BSE Won’t Stop US Beef Export Growth
The first time mad cow disease appeared in the U.S., beef exports plunged 82 percent. More than eight years later, the discovery of an infected dairy cow in California may do little to prevent shipments from surging to a record for a second straight year.
U.S. beef sales to buyers including Mexico, China and Japan will jump 6 percent to 1.34 million metric tons in 2012, exceeding last year’s record, which the government valued at $4.7 billion, said Global AgriTrends, a Denver-based researcher that advises meat companies, investment banks and hedge funds. The company affirmed its forecast after the U.S. reported its fourth case of mad cow since 2003 and first since 2006.
Detection of the tainted carcass before it entered the human food chain should bolster confidence that U.S. meat is safe, the United Nations’ Food and Agriculture Organization said yesterday, as cattle prices rebounded in Chicago.

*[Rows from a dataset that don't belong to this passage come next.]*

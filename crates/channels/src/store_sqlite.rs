//! SQLite-backed channel store using sqlx.

use {
    async_trait::async_trait,
    sqlx::{Row, SqlitePool, sqlite::SqliteRow},
};

use crate::{error::Result, store::ChannelStore, types::Channel};

/// SQLite-backed persistence for channel records.
pub struct SqliteChannelStore {
    pool: SqlitePool,
}

impl SqliteChannelStore {
    /// Create a store using an existing pool (migrations must already be run).
    ///
    /// Call [`crate::run_migrations`] before using this constructor.
    pub fn with_pool(pool: SqlitePool) -> Self {
        Self { pool }
    }
}

fn row_to_channel(row: &SqliteRow) -> Channel {
    Channel {
        id: row.get("id"),
        owner_id: row.get("owner_id"),
        display_name: row.get("display_name"),
        external_name: row.get("external_name"),
        phone_address: row.get("phone_address"),
        pairing_secret: row.get("pairing_secret"),
        status: row.get("status"),
        external_owner_address: row.get("external_owner_address"),
        profile_name: row.get("profile_name"),
        webhook_url: row.get("webhook_url"),
        created_at_ms: row.get("created_at_ms"),
    }
}

const ALL_COLUMNS: &str = "id, owner_id, display_name, external_name, phone_address, \
                           pairing_secret, status, external_owner_address, profile_name, \
                           webhook_url, created_at_ms";

#[async_trait]
impl ChannelStore for SqliteChannelStore {
    async fn insert(&self, channel: &Channel) -> Result<()> {
        sqlx::query(
            "INSERT INTO channels (id, owner_id, display_name, external_name, phone_address, \
             pairing_secret, status, external_owner_address, profile_name, webhook_url, created_at_ms)
             VALUES (?, ?, ?, ?, ?, ?, ?, ?, ?, ?, ?)",
        )
        .bind(&channel.id)
        .bind(&channel.owner_id)
        .bind(&channel.display_name)
        .bind(&channel.external_name)
        .bind(&channel.phone_address)
        .bind(&channel.pairing_secret)
        .bind(&channel.status)
        .bind(&channel.external_owner_address)
        .bind(&channel.profile_name)
        .bind(&channel.webhook_url)
        .bind(channel.created_at_ms)
        .execute(&self.pool)
        .await?;
        Ok(())
    }

    async fn get_for_owner(&self, id: &str, owner_id: &str) -> Result<Option<Channel>> {
        let row = sqlx::query(&format!(
            "SELECT {ALL_COLUMNS} FROM channels WHERE id = ? AND owner_id = ?"
        ))
        .bind(id)
        .bind(owner_id)
        .fetch_optional(&self.pool)
        .await?;
        Ok(row.as_ref().map(row_to_channel))
    }

    async fn get_by_external_name(&self, external_name: &str) -> Result<Option<Channel>> {
        let row = sqlx::query(&format!(
            "SELECT {ALL_COLUMNS} FROM channels WHERE external_name = ?"
        ))
        .bind(external_name)
        .fetch_optional(&self.pool)
        .await?;
        Ok(row.as_ref().map(row_to_channel))
    }

    async fn list_for_owner(&self, owner_id: &str) -> Result<Vec<Channel>> {
        let rows = sqlx::query(&format!(
            "SELECT {ALL_COLUMNS} FROM channels WHERE owner_id = ? ORDER BY created_at_ms DESC"
        ))
        .bind(owner_id)
        .fetch_all(&self.pool)
        .await?;
        Ok(rows.iter().map(row_to_channel).collect())
    }

    async fn apply_reconciliation(
        &self,
        id: &str,
        status: &str,
        external_owner_address: Option<&str>,
        profile_name: Option<&str>,
    ) -> Result<()> {
        sqlx::query(
            "UPDATE channels SET status = ?, external_owner_address = ?, profile_name = ? \
             WHERE id = ?",
        )
        .bind(status)
        .bind(external_owner_address)
        .bind(profile_name)
        .bind(id)
        .execute(&self.pool)
        .await?;
        Ok(())
    }

    async fn set_status_by_external_name(
        &self,
        external_name: &str,
        status: &str,
    ) -> Result<Option<Channel>> {
        let result = sqlx::query("UPDATE channels SET status = ? WHERE external_name = ?")
            .bind(status)
            .bind(external_name)
            .execute(&self.pool)
            .await?;
        if result.rows_affected() == 0 {
            return Ok(None);
        }
        self.get_by_external_name(external_name).await
    }

    async fn delete(&self, id: &str) -> Result<()> {
        sqlx::query("DELETE FROM channels WHERE id = ?")
            .bind(id)
            .execute(&self.pool)
            .await?;
        Ok(())
    }
}

#[allow(clippy::unwrap_used, clippy::expect_used)]
#[cfg(test)]
mod tests {
    use super::*;

    async fn make_store() -> SqliteChannelStore {
        let pool = SqlitePool::connect("sqlite::memory:").await.unwrap();
        crate::run_migrations(&pool).await.unwrap();
        SqliteChannelStore::with_pool(pool)
    }

    fn make_channel(id: &str, owner: &str) -> Channel {
        Channel {
            id: id.into(),
            owner_id: owner.into(),
            display_name: format!("Channel {id}"),
            external_name: format!("ext-{id}"),
            phone_address: "5511999990000".into(),
            pairing_secret: "tok".into(),
            status: "pending".into(),
            external_owner_address: None,
            profile_name: None,
            webhook_url: None,
            created_at_ms: 1000,
        }
    }

    #[tokio::test]
    async fn insert_and_get_scoped_by_owner() {
        let store = make_store().await;
        store.insert(&make_channel("1", "alice")).await.unwrap();

        assert!(store.get_for_owner("1", "alice").await.unwrap().is_some());
        // Another owner cannot see it.
        assert!(store.get_for_owner("1", "bob").await.unwrap().is_none());
    }

    #[tokio::test]
    async fn list_is_owner_scoped() {
        let store = make_store().await;
        store.insert(&make_channel("1", "alice")).await.unwrap();
        store.insert(&make_channel("2", "alice")).await.unwrap();
        store.insert(&make_channel("3", "bob")).await.unwrap();

        assert_eq!(store.list_for_owner("alice").await.unwrap().len(), 2);
        assert_eq!(store.list_for_owner("bob").await.unwrap().len(), 1);
    }

    #[tokio::test]
    async fn reconciliation_overwrites_connectivity_fields() {
        let store = make_store().await;
        store.insert(&make_channel("1", "alice")).await.unwrap();

        store
            .apply_reconciliation("1", "open", Some("5511999990000@s.whatsapp.net"), Some("Acme"))
            .await
            .unwrap();

        let channel = store.get_for_owner("1", "alice").await.unwrap().unwrap();
        assert_eq!(channel.status, "open");
        assert_eq!(
            channel.external_owner_address.as_deref(),
            Some("5511999990000@s.whatsapp.net")
        );
        assert_eq!(channel.profile_name.as_deref(), Some("Acme"));
    }

    #[tokio::test]
    async fn status_update_by_external_name_returns_channel() {
        let store = make_store().await;
        store.insert(&make_channel("1", "alice")).await.unwrap();

        let updated = store
            .set_status_by_external_name("ext-1", "close")
            .await
            .unwrap()
            .unwrap();
        assert_eq!(updated.status, "close");
        assert_eq!(updated.owner_id, "alice");
    }

    #[tokio::test]
    async fn status_update_unknown_external_name_is_none() {
        let store = make_store().await;
        let updated = store
            .set_status_by_external_name("ext-unknown", "open")
            .await
            .unwrap();
        assert!(updated.is_none());
    }

    #[tokio::test]
    async fn delete_removes_channel() {
        let store = make_store().await;
        store.insert(&make_channel("1", "alice")).await.unwrap();
        store.delete("1").await.unwrap();
        assert!(store.get_for_owner("1", "alice").await.unwrap().is_none());
    }
}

Canada, Mexico, Japan and South Korea, the four biggest buyers of U.S. beef, said they won’t halt purchases, bolstering prospects for agricultural exports that are a foundation of President Barack Obama’s goal of doubling U.S. sales overseas by 2015.
“The world market has shown that it can absorb any new mad cow information without causing a disruption in trade,” said Chris Hitch, the president of Hitch Enterprises in Guymon, Oklahoma, which owns two feedlots that can hold about 90,000 head of cattle. “International demand for beef is growing, and will continue to grow, with rising incomes in developing nations, especially Asia.”